Activation Sequence Tools
You can use the Artemis CLI to execute activation sequence maintenance/recovery tools for Pluggable Quorum Replication.
The 2 main commands are activation list
and activation set
, that can be used together to recover some disaster
happened to local/coordinated activation sequences.
Here is a disaster scenario built around the RI (using Apache Zookeeper and Apache curator) to demonstrate the usage of such commands.
Troubleshooting Case: Zookeeper Cluster disaster
A proper Zookeeper cluster should use at least 3 nodes, but what happens if all these nodes crash loosing any activation state information required to run an Artemis replication cluster?
During the disaster ie Zookeeper nodes no longer reachable, brokers:
- live ones shutdown (and if restarted by a script, should hang awaiting to connect to the Zookeeper cluster again)
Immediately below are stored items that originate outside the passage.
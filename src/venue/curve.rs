//! Stable-swap and crypto-swap pool families.
//!
//! The families differ in how a coin is indexed (`int128` for stable pools, `uint256` for crypto
//! pools, underlying indices routed through a deposit zap for factory meta pools) and in the
//! fixed-size amounts array `add_liquidity` takes. A coin reported as the native asset is paid
//! with call value out of unwrapped wrapped-native, and native output is re-wrapped by the caller.

use alloy_primitives::{Address, U256};

use crate::codec::{Action, PoolHint, VenueType};
use crate::venue::abi::{
    ICurveCryptoPool, ICurveMetaZap, ICurveMetaZap3, ICurveMetaZap4, ICurvePool, ICurvePool2,
    ICurvePool3, ICurvePool4,
};
use crate::venue::adapter::{AdapterContext, amounts_at};
use crate::venue::common::{
    Chain, HopPlan, VenueCall, VenueError, is_native, unwrap_native_call, view_address,
};

#[derive(Clone, Copy, Debug, PartialEq, Eq)]
enum Indexing {
    Signed,
    Unsigned,
    /// Index 0 is the meta pool's own coin, `k >= 1` is base pool coin `k - 1`.
    Underlying { base_pool: Address, zap: Address },
}

fn indexing(ctx: &AdapterContext<'_>, venue_type: VenueType) -> Indexing {
    match venue_type {
        VenueType::CryptoPool | VenueType::TriCryptoPool => Indexing::Unsigned,
        VenueType::MetaPoolFactoryUsdUnderlying => Indexing::Underlying {
            base_pool: ctx.venues.curve_usd_base_pool,
            zap: ctx.venues.curve_usd_meta_zap,
        },
        VenueType::UsdMetaPoolFactoryUnderlying => Indexing::Underlying {
            base_pool: ctx.venues.curve_usd2_base_pool,
            zap: ctx.venues.curve_usd2_meta_zap,
        },
        _ => Indexing::Signed,
    }
}

fn coin(
    chain: &dyn Chain,
    pool: Address,
    indexing: Indexing,
    index: u8,
) -> Result<Address, VenueError> {
    match indexing {
        Indexing::Underlying { base_pool, .. } if index > 0 => view_address(
            chain,
            base_pool,
            &ICurvePool::coinsCall {
                i: U256::from(index - 1),
            },
        ),
        _ => view_address(
            chain,
            pool,
            &ICurvePool::coinsCall {
                i: U256::from(index),
            },
        ),
    }
}

/// The asset the account holds for `coin` between hops.
fn held(ctx: &AdapterContext<'_>, coin: Address) -> Address {
    if is_native(coin) {
        ctx.wrapped_native
    } else {
        coin
    }
}

/// Makes `amount` of `coin` available to `spender` and returns the value the call must carry.
fn pay_in(
    plan: &mut HopPlan,
    ctx: &AdapterContext<'_>,
    coin: Address,
    spender: Address,
    amount: U256,
) -> U256 {
    if is_native(coin) {
        plan.push(unwrap_native_call(ctx.wrapped_native, amount));
        amount
    } else {
        plan.approve(coin, spender, amount);
        U256::ZERO
    }
}

pub(crate) fn plan(
    chain: &dyn Chain,
    ctx: &AdapterContext<'_>,
    hint: &PoolHint,
    amount_in: U256,
) -> Result<HopPlan, VenueError> {
    let pool = hint.venue_address();
    let indexing = indexing(ctx, hint.venue_type());

    match hint.action() {
        Action::Swap => plan_swap(chain, ctx, hint, indexing, amount_in),
        Action::AddLiquidity => {
            let coin_in = coin(chain, pool, indexing, hint.input_index())?;
            let share = ctx.shares.share_asset(pool);
            let mut plan = HopPlan::new(held(ctx, coin_in), share);

            let call = match indexing {
                Indexing::Underlying { zap, .. } => {
                    // deposit zaps are not payable
                    if is_native(coin_in) {
                        return Err(VenueError::NativeCoinUnsupported { venue: zap });
                    }
                    pay_in(&mut plan, ctx, coin_in, zap, amount_in);
                    zap_add_liquidity(zap, pool, hint, amount_in)
                }
                _ => {
                    let value = pay_in(&mut plan, ctx, coin_in, pool, amount_in);
                    add_liquidity(pool, hint, amount_in).with_value(value)
                }
            };
            plan.push(call);
            Ok(plan)
        }
        Action::RemoveLiquidity => {
            let coin_out = coin(chain, pool, indexing, hint.output_index())?;
            let share = ctx.shares.share_asset(pool);
            let mut plan = HopPlan::new(share, held(ctx, coin_out));
            plan.native_output = is_native(coin_out);

            let call = match indexing {
                Indexing::Signed => VenueCall::new(
                    pool,
                    &ICurvePool::remove_liquidity_one_coinCall {
                        token_amount: amount_in,
                        i: i128::from(hint.output_index()),
                        min_amount: U256::ZERO,
                    },
                ),
                Indexing::Unsigned => VenueCall::new(
                    pool,
                    &ICurveCryptoPool::remove_liquidity_one_coinCall {
                        token_amount: amount_in,
                        i: U256::from(hint.output_index()),
                        min_amount: U256::ZERO,
                    },
                ),
                Indexing::Underlying { zap, .. } => {
                    plan.approve(share, zap, amount_in);
                    VenueCall::new(
                        zap,
                        &ICurveMetaZap::remove_liquidity_one_coinCall {
                            pool,
                            burn_amount: amount_in,
                            i: i128::from(hint.output_index()),
                            min_amount: U256::ZERO,
                        },
                    )
                }
            };
            plan.push(call);
            Ok(plan)
        }
    }
}

fn plan_swap(
    chain: &dyn Chain,
    ctx: &AdapterContext<'_>,
    hint: &PoolHint,
    indexing: Indexing,
    amount_in: U256,
) -> Result<HopPlan, VenueError> {
    let pool = hint.venue_address();
    let coin_in = coin(chain, pool, indexing, hint.input_index())?;
    let coin_out = coin(chain, pool, indexing, hint.output_index())?;

    let mut plan = HopPlan::new(held(ctx, coin_in), held(ctx, coin_out));
    plan.native_output = is_native(coin_out);
    let value = pay_in(&mut plan, ctx, coin_in, pool, amount_in);

    let (i, j) = (hint.input_index(), hint.output_index());
    let call = match indexing {
        Indexing::Signed => VenueCall::new(
            pool,
            &ICurvePool::exchangeCall {
                i: i128::from(i),
                j: i128::from(j),
                dx: amount_in,
                min_dy: U256::ZERO,
            },
        ),
        Indexing::Unsigned => VenueCall::new(
            pool,
            &ICurveCryptoPool::exchangeCall {
                i: U256::from(i),
                j: U256::from(j),
                dx: amount_in,
                min_dy: U256::ZERO,
            },
        ),
        Indexing::Underlying { .. } => VenueCall::new(
            pool,
            &ICurvePool::exchange_underlyingCall {
                i: i128::from(i),
                j: i128::from(j),
                dx: amount_in,
                min_dy: U256::ZERO,
            },
        ),
    };
    plan.push(call.with_value(value));
    Ok(plan)
}

// token_count is 2..=4 for every hint that reaches here
fn add_liquidity(pool: Address, hint: &PoolHint, amount: U256) -> VenueCall {
    let index = hint.input_index();
    match hint.token_count() {
        2 => VenueCall::new(
            pool,
            &ICurvePool2::add_liquidityCall {
                amounts: amounts_at(index, amount),
                min_mint_amount: U256::ZERO,
            },
        ),
        3 => VenueCall::new(
            pool,
            &ICurvePool3::add_liquidityCall {
                amounts: amounts_at(index, amount),
                min_mint_amount: U256::ZERO,
            },
        ),
        _ => VenueCall::new(
            pool,
            &ICurvePool4::add_liquidityCall {
                amounts: amounts_at(index, amount),
                min_mint_amount: U256::ZERO,
            },
        ),
    }
}

fn zap_add_liquidity(zap: Address, pool: Address, hint: &PoolHint, amount: U256) -> VenueCall {
    let index = hint.input_index();
    match hint.token_count() {
        3 => VenueCall::new(
            zap,
            &ICurveMetaZap3::add_liquidityCall {
                pool,
                deposit_amounts: amounts_at(index, amount),
                min_mint_amount: U256::ZERO,
            },
        ),
        _ => VenueCall::new(
            zap,
            &ICurveMetaZap4::add_liquidityCall {
                pool,
                deposit_amounts: amounts_at(index, amount),
                min_mint_amount: U256::ZERO,
            },
        ),
    }
}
- replicas become passive, awaiting to connect to the Zookeeper cluster again
Admin should:
- stop all Artemis brokers
- restart Zookeeper cluster
- search brokers with the highest local activation sequence for their
NodeID
, by running this command from thebin
folder of the broker:
$ ./artemis activation list --local
Local activation sequence for NodeID=7debb3d1-0d4b-11ec-9704-ae9213b68ac4: 1
- from the
bin
folder of the brokers with the highest local activation sequence
# assuming 1 to be the highest local activation sequence obtained at the previous step
# for NodeID 7debb3d1-0d4b-11ec-9704-ae9213b68ac4
$ ./artemis activation set --remote --to 1
Forced coordinated activation sequence for NodeID=7debb3d1-0d4b-11ec-9704-ae9213b68ac4 from 0 to 1
- restart all brokers: previously live ones should be able to be live again
The higher the number of Zookeeper nodes are, the less the chance are that a disaster like this requires Admin intervention, because it allows the Zookeeper cluster to tolerate more failures.